The Petaluma Center for Film Criticism

At the Petaluma Center, we examine films of all genres. No shlock is too schlocky. We value expression and debate.

Monday, May 29, 2006

The Da Vinci Code * out of ****

In your summer stocking...a lump of coal.

It's a fish, folks. A stiff, cold one wrapped in last Sunday's ads. "The Da Vinci Code" is a buttoned-up bore, a prestige picture so prude most scenes could have staged at the community playhouse. Director Ron Howard, screenwriter Akiva Goldsman and every single actor colors completely inside the lines of Dan Brown's novel. The book works because the camera is our imagination. The movie captures little of th aura, momentum or controversy found in Brown's pages.

Challenging the divinity of Jesus Christ by claiming he married Mary Magdalene and fathered children, "The Da Vinci Code" was an effective piece of historical fantasy because it compressed its story into 24 hours, played fast with the truth (such as relying on Gospels written 200 years after the death of Jesus) used intriguing locales (The Lourve, Westminster Abbey) and dared to villanize a real Catholic organization (Opus Dei) as mastermind of a conspiracy to suppress, as several characters call it, "the sacred feminine." The secret is revealed when a hooded albino monk (Paul Bettany) shoots the curator of Louvre -who has time before dying to tip off Harvard professor Robert Langdon (Tom Hanks) and cryptologist grannddaughter Sophie(Audrey Tautou) that his murder is more meaningful than it seems. Chief inspector Bezu Fache (Jean Reno) has reason to suspect Langdon is the killer. Sophie, working off her own clues, knows better.
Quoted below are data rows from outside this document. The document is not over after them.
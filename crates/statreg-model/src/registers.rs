//! Built-in target schemas for the statutory register types.
//!
//! One schema per register entity, matching the entity path segments of
//! the import endpoints. The surrounding application may equally supply
//! its own [`TargetSchema`] values; these are the stock ones.

use crate::schema::{CrossFieldRule, DateRule, FieldKind, FieldSpec, NumberRule, TargetSchema};

fn date() -> FieldKind {
    FieldKind::Date(DateRule::default())
}

fn birth_date() -> FieldKind {
    FieldKind::Date(DateRule::birth_date())
}

/// Schema for the register of directors.
pub fn directors() -> TargetSchema {
    let fields = vec![
        FieldSpec::new("title", "Title"),
        FieldSpec::new("firstName", "First Name"),
        FieldSpec::new("lastName", "Last Name"),
        FieldSpec::new("dateOfBirth", "Date of Birth").with_kind(birth_date()),
        FieldSpec::new("nationality", "Nationality"),
        FieldSpec::new("address", "Address"),
        FieldSpec::new("appointmentDate", "Appointment Date").with_kind(date()),
        FieldSpec::new("directorType", "Director Type"),
        FieldSpec::new("occupation", "Occupation"),
        FieldSpec::new("otherDirectorships", "Other Directorships").with_kind(FieldKind::Tags),
        FieldSpec::new("shareholding", "Shareholding"),
        FieldSpec::new("status", "Status"),
    ];
    let rules = vec![CrossFieldRule::MinimumAgeAt {
        birth: "dateOfBirth".into(),
        event: "appointmentDate".into(),
        years: 18,
    }];
    schema("directors", fields, rules)
}

/// Schema for the register of beneficial owners.
pub fn beneficial_owners() -> TargetSchema {
    let fields = vec![
        FieldSpec::new("title", "Title"),
        FieldSpec::new("firstName", "First Name"),
        FieldSpec::new("lastName", "Last Name"),
        FieldSpec::new("dateOfBirth", "Date of Birth").with_kind(birth_date()),
        FieldSpec::new("nationality", "Nationality"),
        FieldSpec::new("address", "Address"),
        FieldSpec::new("email", "Email"),
        FieldSpec::new("phone", "Phone"),
        FieldSpec::new("natureOfControl", "Nature of Control").with_kind(FieldKind::Tags),
        FieldSpec::new("ownershipPercentage", "Ownership Percentage")
            .with_kind(FieldKind::Number(NumberRule::percentage())),
        FieldSpec::new("registrationDate", "Registration Date").with_kind(date()),
        FieldSpec::new("status", "Status"),
    ];
    schema("beneficial-owners", fields, Vec::new())
}

/// Schema for share classes.
pub fn share_classes() -> TargetSchema {
    let fields = vec![
        FieldSpec::new("class", "Class Name"),
        FieldSpec::new("type", "Type"),
        FieldSpec::new("nominalValue", "Nominal Value"),
        FieldSpec::new("currency", "Currency"),
        FieldSpec::new("totalIssued", "Total Issued"),
        FieldSpec::new("votingRights", "Voting Rights").with_kind(FieldKind::Boolean),
        FieldSpec::new("dividendRights", "Dividend Rights").with_kind(FieldKind::Boolean),
        FieldSpec::new("transferable", "Transferable").with_kind(FieldKind::Boolean),
        FieldSpec::new("status", "Status"),
        FieldSpec::new("description", "Description").optional(),
    ];
    schema("shares", fields, Vec::new())
}

/// Schema for the register of allotments.
pub fn allotments() -> TargetSchema {
    let fields = vec![
        FieldSpec::new("allotmentId", "Allotment ID"),
        FieldSpec::new("shareClass", "Share Class"),
        FieldSpec::new("numberOfShares", "Number of Shares"),
        FieldSpec::new("pricePerShare", "Price per Share"),
        FieldSpec::new("currency", "Currency"),
        FieldSpec::new("allotmentDate", "Allotment Date").with_kind(date()),
        FieldSpec::new("allottee", "Allottee"),
        FieldSpec::new("paymentStatus", "Payment Status"),
        FieldSpec::new("amountPaid", "Amount Paid"),
        FieldSpec::new("paymentDate", "Payment Date")
            .optional()
            .with_kind(date()),
        FieldSpec::new("certificateNumber", "Certificate Number"),
        FieldSpec::new("notes", "Notes").optional(),
        FieldSpec::new("status", "Status"),
    ];
    let rules = vec![CrossFieldRule::DateOrder {
        earlier: "allotmentDate".into(),
        later: "paymentDate".into(),
    }];
    schema("allotments", fields, rules)
}

/// Schema for the register of charges.
pub fn charges() -> TargetSchema {
    let fields = vec![
        FieldSpec::new("chargeId", "Charge ID"),
        FieldSpec::new("chargeType", "Charge Type"),
        FieldSpec::new("amount", "Amount"),
        FieldSpec::new("currency", "Currency"),
        FieldSpec::new("chargor", "Chargor"),
        FieldSpec::new("chargee", "Chargee"),
        FieldSpec::new("propertyCharged", "Property Charged"),
        FieldSpec::new("dateCreated", "Date Created").with_kind(date()),
        FieldSpec::new("registrationDate", "Registration Date").with_kind(date()),
        FieldSpec::new("description", "Description").optional(),
        FieldSpec::new("status", "Status"),
    ];
    let rules = vec![CrossFieldRule::DateOrder {
        earlier: "dateCreated".into(),
        later: "registrationDate".into(),
    }];
    schema("charges", fields, rules)
}

fn schema(entity: &str, fields: Vec<FieldSpec>, rules: Vec<CrossFieldRule>) -> TargetSchema {
    // Field lists are static; construction cannot fail at runtime.
    match TargetSchema::new(entity, fields).and_then(|s| s.with_rules(rules)) {
        Ok(schema) => schema,
        Err(err) => unreachable!("invalid built-in schema for '{entity}': {err}"),
    }
}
The movie then shifts into a lengthy scavenger hunt for, yes, The Holy Grail, protected by the Priory of Sion, a ancient religious sect that included Da Vinci and Sir Issac Newton among its members. The Grail is not a cup, but Jesus' bloodline, as Langdon and Sophie discover from British grail historian Leigh Teabing (Ian McKellen). It's Teabing, hobbling about on canes in his cavernous mansion, who lays out the movie's conspiracy theories in a 20-minute lecture that includes flashbacks and microwave history. It deserves a small refutation.

To quote Hanks, the material peddled here is "hooey," but, taken sincerely, it begs a serious question - if Jesus was married, and thus not the son of God, does it matter whether he has a bloodline? Goldsman and Howard make some effort to inject a certain character with healing abilities that suggest Jesus' miraculous powers, and in fact the movie needs Jesus to be just who the four Gospels found in the Bible say he is - a prophet, a martyr, sinless. But the Jesus presented in those Gospels is not married, except to his "bride" in Revelation: The church of his believers. Though Brown's book more clearly wants readers to consider the Gnostic position (that Jesus was not, as the Gospel of John claims, the word become flesh, but the word *and* the flesh) the movie cannot argue that without taking yet another ten minutes to jabber. In other words, it's no "JFK" in presenting its alternate reality.

Which is permissable, cinematically, if "The Da Vinci Code" pulsed with hot blood. But Howard buries his actors beneath the screenplay. The ghostly, grainy flashbacks seem borrowed from the History Channel or Unsolved Mysteries. The photography, courtesy Salvatore Totino, is serviceable but phony - the shadows are manufactured, the exotic locales touristy. Again and again, Howard relies on reaction shots, needless closeups, and a domesticity born out of, yes, the nature of the screenplay, but also Howard's recent habit, since beginning work with Totino, to put scenes inside a concentrated, austere box of drama, as he intends an actor to say in every scene, "I need to believe a miracle can happen." Howard is of the right demeanor for "The Da Vinci Code" - his movies aren't exactly faint, and some of his better efforts (the first half of "Ransom," "The Missing") almost seem to slide a solemn tint on their camera lenses - so it's fair to assume he divined a path to daylight and a $500 million worldwide box office and directed the squarest picture he could imagine. Its dull polish isn't even completely tangible; it's simply immediate and pitiable.

Hanks acts he showed up and took orders as Robert Langdon. He walks, runs, squints - his lips even move. Truthfully, Hanks lacks the arrogance to invest in half-baked academic wit, and that rare talent to make the inane - "I have to get to a library, fast" - sound urgent. His co-star, Tautou, has the presence and beauty, along with the most infectious grin in movies. A shame she gets to use it only once, in the movie's only clever joke. McKellen is starting to slip into Anthony Hopkins country. And the less said about Bettany's bizarre monk - his Latin brogue and welt-ridden body - the better.